Related Topics in Java 9 to 21 Features

Module System (JPMS)
The Java Platform Module System (JPMS), introduced in Java 9 under Project Jigsaw, adds a module as a new, higher-level unit of code organization above the package, allowing a JAR-like artifact to explicitly declare which packages it exports for use by other modules, which modules it depends on, and which packages it keeps entirely internal and inaccessible from outside — closing a long-standing gap in the classpath model where every public class in every JAR on the classpath was accessible to every other JAR, regardless of whether that access was intended. JPMS was also the mechanism used to decompose the JDK itself, which had grown into one monolithic rt.jar, into roughly 90 separate modules, enabling smaller custom runtime images and explicit internal-API encapsulation (notably restricting access to sun.* and other internal packages that many libraries had relied on despite warnings). This entry covers the classpath problems JPMS solves, module-info.java syntax and the requires/exports/opens directives, the distinction between the classpath and module path including automatic and unnamed modules, and jlink custom runtime images.
JShell
JShell, introduced in Java 9, is an interactive Read-Eval-Print Loop (REPL) bundled directly with the JDK, allowing Java statements, expressions, method, class, and variable declarations to be entered and evaluated one at a time at an interactive prompt, with immediate feedback — without requiring a class wrapper, a main method, explicit compilation, or a build tool, all of which Java had always required for even the smallest snippet of executable code before Java 9. This solved a long-standing friction point for learning, quick experimentation, and API exploration, where languages like Python or Ruby offered an immediate interactive prompt but Java required the full edit-compile-run cycle even to test a single line. This entry covers what problem JShell solves and how it differs from a script, core REPL usage including implicit variable creation and forward references, snippet management commands, and how to feed JShell external classes and files.
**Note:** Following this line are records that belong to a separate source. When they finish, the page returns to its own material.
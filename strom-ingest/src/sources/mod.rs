pub mod decoder_process;
pub mod http_json;
pub mod message;
pub mod replay_file;

pub use decoder_process::DecoderProcessSource;
pub use http_json::HttpReadingSource;
pub use message::{decode_line, TransportMessage};
pub use replay_file::ReplayFileSource;
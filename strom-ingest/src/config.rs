use serde::Deserialize;
use std::{fs, path::PathBuf};
use strom_client::{names::Language, ObisCode};

use crate::transform::{MetricPolicy, PolicyEffect, PolicyEntry, PolicyError};

#[derive(Debug, Clone, Copy, PartialEq, Eq, Deserialize)]
#[serde(rename_all = "snake_case")]
pub enum TransportKind {
    DecoderProcess,
    Http,
}

#[derive(Debug, Clone, Copy, PartialEq, Eq, Default, Deserialize)]
#[serde(rename_all = "lowercase")]
pub enum Parity {
    #[default]
    None,
    Even,
    Odd,
    Mark,
    Space,
}

impl Parity {
    pub fn as_str(&self) -> &'static str {
        match self {
            Self::None => "none",
            Self::Even => "even",
            Self::Odd => "odd",
            Self::Mark => "mark",
            Self::Space => "space",
        }
    }
}

/// Serial link and protocol settings. Opaque to the pipeline; handed to the
/// decoder as-is.
#[derive(Debug, Clone, Deserialize)]
#[serde(default)]
pub struct LinkConfig {
    pub protocol: String,
    pub transport: String,
    pub serial_port: String,
    pub baud_rate: u32,
    pub data_bits: u8,
    pub parity: Parity,
    pub stop_bits: u8,
    pub request_interval_secs: u64,
    pub ignore_invalid_crc: bool,
    pub fallback_medium: u8,
}

impl Default for LinkConfig {
    fn default() -> Self {
        Self {
            protocol: "SmlProtocol".to_string(),
            transport: "SerialRequestResponseTransport".to_string(),
            serial_port: "/dev/ttyAMA0".to_string(),
            baud_rate: 9600,
            data_bits: 8,
            parity: Parity::None,
            stop_bits: 1,
            request_interval_secs: 0,
            ignore_invalid_crc: false,
            fallback_medium: 6,
        }
    }
}

#[derive(Debug, Clone, Deserialize)]
pub struct DecoderConfig {
    pub command: String,
    #[serde(default)]
    pub args: Vec<String>,
}

#[derive(Debug, Clone, Deserialize)]
pub struct HttpSourceConfig {
    pub http_bind_addr: String,
    #[serde(default = "default_channel_capacity")]
    pub channel_capacity: usize,
    #[serde(default)]
    pub auth_bearer_token: Option<String>,
    #[serde(default = "default_max_body_bytes")]
    pub max_body_bytes: usize,
}

fn default_channel_capacity() -> usize {
    16
}

fn default_max_body_bytes() -> usize {
    64 * 1024
}

#[derive(Debug, Clone, Deserialize)]
pub struct TransportConfig {
    pub kind: TransportKind,
    #[serde(default)]
    pub obis_name_language: Language,
    #[serde(default)]
    pub link: LinkConfig,
    pub decoder: Option<DecoderConfig>,
    pub http: Option<HttpSourceConfig>,
}

/// One `[[policy]]` table. Exactly one of `extract`, `snapshot` or `suppress`
/// must be set.
#[derive(Debug, Clone, Deserialize)]
#[serde(deny_unknown_fields)]
pub struct PolicyEntryConfig {
    pub code: ObisCode,
    #[serde(default)]
    pub extract: Option<String>,
    #[serde(default)]
    pub snapshot: Option<String>,
    #[serde(default)]
    pub suppress: bool,
}

impl PolicyEntryConfig {
    fn to_entry(&self) -> Result<PolicyEntry, PolicyError> {
        let effect = match (&self.extract, &self.snapshot, self.suppress) {
            (Some(m), None, false) => PolicyEffect::Extract(m.clone()),
            (None, Some(m), false) => PolicyEffect::Snapshot(m.clone()),
            (None, None, true) => PolicyEffect::Suppress,
            _ => return Err(PolicyError::AmbiguousEffect(self.code)),
        };
        Ok(PolicyEntry {
            code: self.code,
            effect,
        })
    }
}

#[derive(Debug, Clone, Deserialize)]
#[serde(default)]
pub struct SnapshotConfig {
    pub path: PathBuf,
}

impl Default for SnapshotConfig {
    fn default() -> Self {
        Self {
            path: PathBuf::from("/var/strom/strom.json"),
        }
    }
}

#[derive(Debug, Clone, Copy, PartialEq, Eq, Default, Deserialize)]
#[serde(rename_all = "snake_case")]
pub enum SeriesKind {
    #[default]
    Rrdtool,
    Ilp,
}

#[derive(Debug, Clone, Deserialize)]
#[serde(default)]
pub struct SeriesConfig {
    pub kind: SeriesKind,
    pub path: PathBuf,
    pub rrdtool_bin: PathBuf,
    pub ilp_tcp_addr: String,
    pub measurement: String,
}

impl Default for SeriesConfig {
    fn default() -> Self {
        Self {
            kind: SeriesKind::Rrdtool,
            path: PathBuf::from("/var/strom/strom.rrd"),
            rrdtool_bin: PathBuf::from("rrdtool"),
            ilp_tcp_addr: "127.0.0.1:9009".to_string(),
            measurement: "strom".to_string(),
        }
    }
}

#[derive(Debug, Clone, Deserialize)]
pub struct MetricsConfig {
    pub bind_addr: String,
}

#[derive(Debug, Clone, Deserialize)]
pub struct AppConfig {
    pub transport: TransportConfig,
    /// Falls back to the built-in table when no `[[policy]]` entries are given.
    #[serde(default)]
    pub policy: Option<Vec<PolicyEntryConfig>>,
    #[serde(default)]
    pub snapshot: SnapshotConfig,
    #[serde(default)]
    pub series: SeriesConfig,
    pub metrics: Option<MetricsConfig>,
}

impl AppConfig {
    pub fn load() -> anyhow::Result<Self> {
        use std::env;

        let path = env::var("STROM_CONFIG").unwrap_or_else(|_| "strom-config.toml".to_string());
        let contents = fs::read_to_string(&path)
            .map_err(|e| anyhow::anyhow!("failed to read config file {path}: {e}"))?;
        Self::from_toml_str(&contents)
    }

    pub fn from_toml_str(contents: &str) -> anyhow::Result<Self> {
        let cfg: AppConfig = toml::from_str(contents)?;
        Ok(cfg)
    }

    pub fn metric_policy(&self) -> Result<MetricPolicy, PolicyError> {
        match &self.policy {
            None => Ok(MetricPolicy::default()),
            Some(entries) => MetricPolicy::new(
                entries
                    .iter()
                    .map(PolicyEntryConfig::to_entry)
                    .collect::<Result<Vec<_>, _>>()?,
            ),
        }
    }
}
Collection Factory Methods
Collection factory methods — List.of(...), Set.of(...), and Map.of(...)/Map.ofEntries(...) — introduced in Java 9, provide a concise, standard way to create small, fixed-content, genuinely immutable collections in a single expression, replacing the previously common but verbose combination of Arrays.asList(...), Collections.unmodifiableList(...), and manual add() calls, none of which produced a collection that was both concise to write and fully immutable. This entry covers exactly what problem these factories solve compared to the older idioms, the specific immutability and null-rejection guarantees they provide (which are stricter than Collections.unmodifiableXxx), their behavior around duplicate keys/elements, and important caveats around mutability expectations and performance for very small collections.
Private Interface Methods
Private interface methods, introduced in Java 9, allow an interface to declare methods marked private — with a full method body — that are accessible only from within that same interface (from its default methods, its other private methods, and its private static methods), but completely invisible to implementing classes and to any code outside the interface. They close a code-duplication gap left after Java 8's default methods: when an interface has multiple default methods that share common logic, that shared logic previously either had to be duplicated in each default method or exposed as a public default method purely to enable reuse, polluting the interface's actual API surface with a method meant only for internal reuse. This entry covers the specific problem they solve, the distinction between private instance and private static interface methods, the rules governing what they can call and be called from, and how they interact with the broader default-method design Java established in version 8.